Saved data entries:
=== Begin Enclosure ===
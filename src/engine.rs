//! Frame driver.
//!
//! The engine owns the animation state and at most one outstanding frame
//! request. Each frame runs the handler registered for the current phase,
//! applies the returned state and asks the scheduler for the next frame
//! unless the terminal phase has been reached.

use tracing::{debug, info, warn};

use crate::phases::PhaseRegistry;
use crate::scheduler::{FrameHandle, FrameScheduler};
use crate::state::{AnimationState, Phase};
use crate::surface::Surface;

#[derive(Debug, Clone, Copy, PartialEq, Eq)]
pub enum DriverState {
    /// Not mounted yet.
    Idle,
    Running,
    /// A resize restarted the loop; the next frame resumes rotation.
    Resuming,
    /// Terminal phase reached, no more frames are requested.
    Stopped,
}

pub struct AnimationEngine {
    state: AnimationState,
    phases: PhaseRegistry,
    pending: Option<FrameHandle>,
    driver: DriverState,
    frames: u64,
}

impl AnimationEngine {
    pub fn new(state: AnimationState, phases: PhaseRegistry) -> Self {
        Self {
            state,
            phases,
            pending: None,
            driver: DriverState::Idle,
            frames: 0,
        }
    }

    pub fn state(&self) -> &AnimationState {
        &self.state
    }

    pub fn driver_state(&self) -> DriverState {
        self.driver
    }

    pub fn pending(&self) -> Option<FrameHandle> {
        self.pending
    }

    /// Frames drawn so far.
    pub fn frames(&self) -> u64 {
        self.frames
    }

    /// Start the loop by requesting the first frame.
    pub fn mount(&mut self, scheduler: &mut dyn FrameScheduler) {
        if self.driver != DriverState::Idle {
            debug!(driver = ?self.driver, "already mounted");
            return;
        }
        self.driver = DriverState::Running;
        self.pending = Some(scheduler.request_frame());
        info!(
            width = self.state.surface_width,
            height = self.state.surface_height,
            diagonal = self.state.device_diagonal,
            "animation mounted"
        );
    }

    /// Run one frame for the request `handle`.
    ///
    /// Callbacks for anything other than the outstanding request are stale
    /// and ignored, so a cancelled loop can never draw.
    pub fn on_frame(
        &mut self,
        handle: FrameHandle,
        surface: &mut dyn Surface,
        scheduler: &mut dyn FrameScheduler,
    ) {
        if self.pending != Some(handle) {
            debug!(?handle, pending = ?self.pending, "ignoring stale frame");
            return;
        }
        self.pending = None;

        let current = self.state.phase;
        if let Some(handler) = self.phases.get(current) {
            let mut next = handler.frame(&self.state, surface);
            if next.phase < current {
                warn!(from = ?current, to = ?next.phase, "phase regression ignored");
                next.phase = current;
            } else if next.phase != current {
                info!(from = ?current, to = ?next.phase, frame = self.frames, "phase transition");
            }
            self.state = next;
        }
        self.frames += 1;

        if self.state.phase.is_terminal() {
            self.driver = DriverState::Stopped;
            info!(phase = ?self.state.phase, frames = self.frames, "animation finished");
        } else {
            self.driver = DriverState::Running;
            self.pending = Some(scheduler.request_frame());
        }
    }

    /// Adopt a new surface size and restart the loop from a single fresh
    /// request, carrying the accumulated rotation over.
    pub fn on_resize(&mut self, width: f64, height: f64, scheduler: &mut dyn FrameScheduler) {
        if let Some(handle) = self.pending.take() {
            scheduler.cancel_frame(handle);
        }

        self.state.resize(width, height);
        info!(
            width,
            height,
            diagonal = self.state.device_diagonal,
            "surface resized"
        );

        if self.state.phase.is_terminal() {
            return;
        }
        self.driver = DriverState::Resuming;
        self.pending = Some(scheduler.request_frame());
    }

    /// Current phase, for hosts that want to report progress.
    pub fn phase(&self) -> Phase {
        self.state.phase
    }
}

#[cfg(test)]
mod tests {
    use super::*;
    use crate::phases::PhaseHandler;
    use crate::surface::RecordingSurface;

    #[derive(Default)]
    struct MockScheduler {
        next_id: u64,
        requested: Vec<FrameHandle>,
        cancelled: Vec<FrameHandle>,
    }

    impl FrameScheduler for MockScheduler {
        fn request_frame(&mut self) -> FrameHandle {
            self.next_id += 1;
            let handle = FrameHandle(self.next_id);
            self.requested.push(handle);
            handle
        }

        fn cancel_frame(&mut self, handle: FrameHandle) {
            self.cancelled.push(handle);
        }
    }

    fn engine() -> AnimationEngine {
        AnimationEngine::new(
            AnimationState::new(1000.0, 800.0),
            PhaseRegistry::with_builtin("Loading...", 22.0),
        )
    }

    fn tick(engine: &mut AnimationEngine, scheduler: &mut MockScheduler) {
        let handle = engine.pending().expect("no pending frame");
        engine.on_frame(handle, &mut RecordingSurface::new(), scheduler);
    }

    #[test]
    fn test_mount_requests_one_frame() {
        let mut engine = engine();
        let mut scheduler = MockScheduler::default();
        engine.mount(&mut scheduler);
        engine.mount(&mut scheduler);
        assert_eq!(scheduler.requested.len(), 1);
        assert_eq!(engine.driver_state(), DriverState::Running);
    }

    #[test]
    fn test_each_frame_requests_the_next() {
        let mut engine = engine();
        let mut scheduler = MockScheduler::default();
        engine.mount(&mut scheduler);
        for _ in 0..10 {
            tick(&mut engine, &mut scheduler);
        }
        assert_eq!(scheduler.requested.len(), 11);
        assert_eq!(engine.frames(), 10);
        assert!(engine.pending().is_some());
    }

    #[test]
    fn test_resize_cancels_one_and_requests_one() {
        let mut engine = engine();
        let mut scheduler = MockScheduler::default();
        engine.mount(&mut scheduler);
        tick(&mut engine, &mut scheduler);
        tick(&mut engine, &mut scheduler);

        let before = scheduler.requested.len();
        let outstanding = engine.pending();
        engine.on_resize(1200.0, 900.0, &mut scheduler);

        assert_eq!(scheduler.cancelled, vec![outstanding.unwrap()]);
        assert_eq!(scheduler.requested.len(), before + 1);
        assert_eq!(engine.driver_state(), DriverState::Resuming);
        assert!(engine.state().resume);

        tick(&mut engine, &mut scheduler);
        assert!(!engine.state().resume);
        assert_eq!(engine.driver_state(), DriverState::Running);
    }

    #[test]
    fn test_stale_frame_is_ignored() {
        let mut engine = engine();
        let mut scheduler = MockScheduler::default();
        engine.mount(&mut scheduler);
        let stale = engine.pending().unwrap();
        engine.on_resize(1200.0, 900.0, &mut scheduler);

        let mut surface = RecordingSurface::new();
        engine.on_frame(stale, &mut surface, &mut scheduler);
        assert!(surface.commands.is_empty());
        assert_eq!(engine.frames(), 0);
        assert!(engine.state().resume);
    }

    #[test]
    fn test_resize_without_pending_frame_is_harmless() {
        let mut engine = engine();
        let mut scheduler = MockScheduler::default();
        engine.on_resize(640.0, 480.0, &mut scheduler);
        assert!(scheduler.cancelled.is_empty());
        assert_eq!(scheduler.requested.len(), 1);
    }

    struct JumpTo(Phase, Phase);

    impl PhaseHandler for JumpTo {
        fn phase(&self) -> Phase {
            self.0
        }

        fn frame(&self, state: &AnimationState, _surface: &mut dyn Surface) -> AnimationState {
            let mut next = state.clone();
            next.phase = self.1;
            next
        }
    }

    #[test]
    fn test_terminal_phase_stops_requesting() {
        let mut phases = PhaseRegistry::new();
        phases.register(JumpTo(Phase::First, Phase::Third));
        let mut engine = AnimationEngine::new(AnimationState::new(100.0, 100.0), phases);
        let mut scheduler = MockScheduler::default();
        engine.mount(&mut scheduler);
        tick(&mut engine, &mut scheduler);

        assert_eq!(engine.phase(), Phase::Third);
        assert_eq!(engine.driver_state(), DriverState::Stopped);
        assert!(engine.pending().is_none());
        assert_eq!(scheduler.requested.len(), 1);
    }

    #[test]
    fn test_phase_never_regresses() {
        let mut phases = PhaseRegistry::new();
        phases.register(JumpTo(Phase::Second, Phase::First));
        let mut state = AnimationState::new(100.0, 100.0);
        state.phase = Phase::Second;
        let mut engine = AnimationEngine::new(state, phases);
        let mut scheduler = MockScheduler::default();
        engine.mount(&mut scheduler);
        tick(&mut engine, &mut scheduler);
        assert_eq!(engine.phase(), Phase::Second);
    }

    #[test]
    fn test_unhandled_phase_keeps_ticking_without_drawing() {
        let mut state = AnimationState::new(100.0, 100.0);
        state.phase = Phase::Fourth;
        let mut engine = AnimationEngine::new(state, PhaseRegistry::with_builtin("", 22.0));
        let mut scheduler = MockScheduler::default();
        engine.mount(&mut scheduler);

        let mut surface = RecordingSurface::new();
        let handle = engine.pending().unwrap();
        engine.on_frame(handle, &mut surface, &mut scheduler);
        assert!(surface.commands.is_empty());
        assert!(engine.pending().is_some());
    }
}
//! Surface that records calls instead of drawing them.

use tiny_skia::Transform;

use super::{ArcStroke, ClearRect, DrawCommand, RadialFill, Surface, TextStyle};

#[derive(Debug, Default)]
pub struct RecordingSurface {
    pub commands: Vec<DrawCommand>,
}

impl RecordingSurface {
    pub fn new() -> Self {
        Self::default()
    }

    /// Drain everything recorded so far.
    pub fn take(&mut self) -> Vec<DrawCommand> {
        std::mem::take(&mut self.commands)
    }

    pub fn arcs(&self) -> Vec<&ArcStroke> {
        self.commands
            .iter()
            .filter_map(|c| match c {
                DrawCommand::StrokeArc(arc, _) => Some(arc),
                _ => None,
            })
            .collect()
    }
}

impl Surface for RecordingSurface {
    fn clear_rect(&mut self, rect: ClearRect, transform: Transform) {
        self.commands.push(DrawCommand::ClearRect(rect, transform));
    }

    fn stroke_arc(&mut self, arc: &ArcStroke, transform: Transform) {
        self.commands.push(DrawCommand::StrokeArc(*arc, transform));
    }

    fn fill_radial(&mut self, fill: &RadialFill, transform: Transform) {
        self.commands.push(DrawCommand::FillRadial(*fill, transform));
    }

    fn fill_text(&mut self, text: &str, style: &TextStyle, transform: Transform) {
        self.commands
            .push(DrawCommand::FillText(text.to_string(), *style, transform));
    }
}
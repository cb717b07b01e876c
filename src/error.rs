use thiserror::Error;

#[derive(Debug, Error)]
pub enum PreloaderError {
    #[error("I/O error: {0}")]
    Io(#[from] std::io::Error),

    #[error("config parse error: {0}")]
    Config(#[from] toml::de::Error),

    #[error("font error: {0}")]
    Font(String),

    #[error("surface error: {0}")]
    Surface(String),

    #[cfg(feature = "window")]
    #[error("window error: {0}")]
    Window(#[from] tao::error::OsError),

    #[cfg(feature = "window")]
    #[error("softbuffer error: {0}")]
    Softbuffer(#[from] softbuffer::SoftBufferError),
}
=== End Enclosure ===
■ ABOUT THIS EXERCISE
The lines you need are those containing "unwrap"; find them in the records and copy them.

■ SOLUTION TO THIS PROBLEM
        assert_eq!(scheduler.cancelled, vec![outstanding.unwrap()]);
        let stale = engine.pending().unwrap();
        let handle = engine.pending().unwrap();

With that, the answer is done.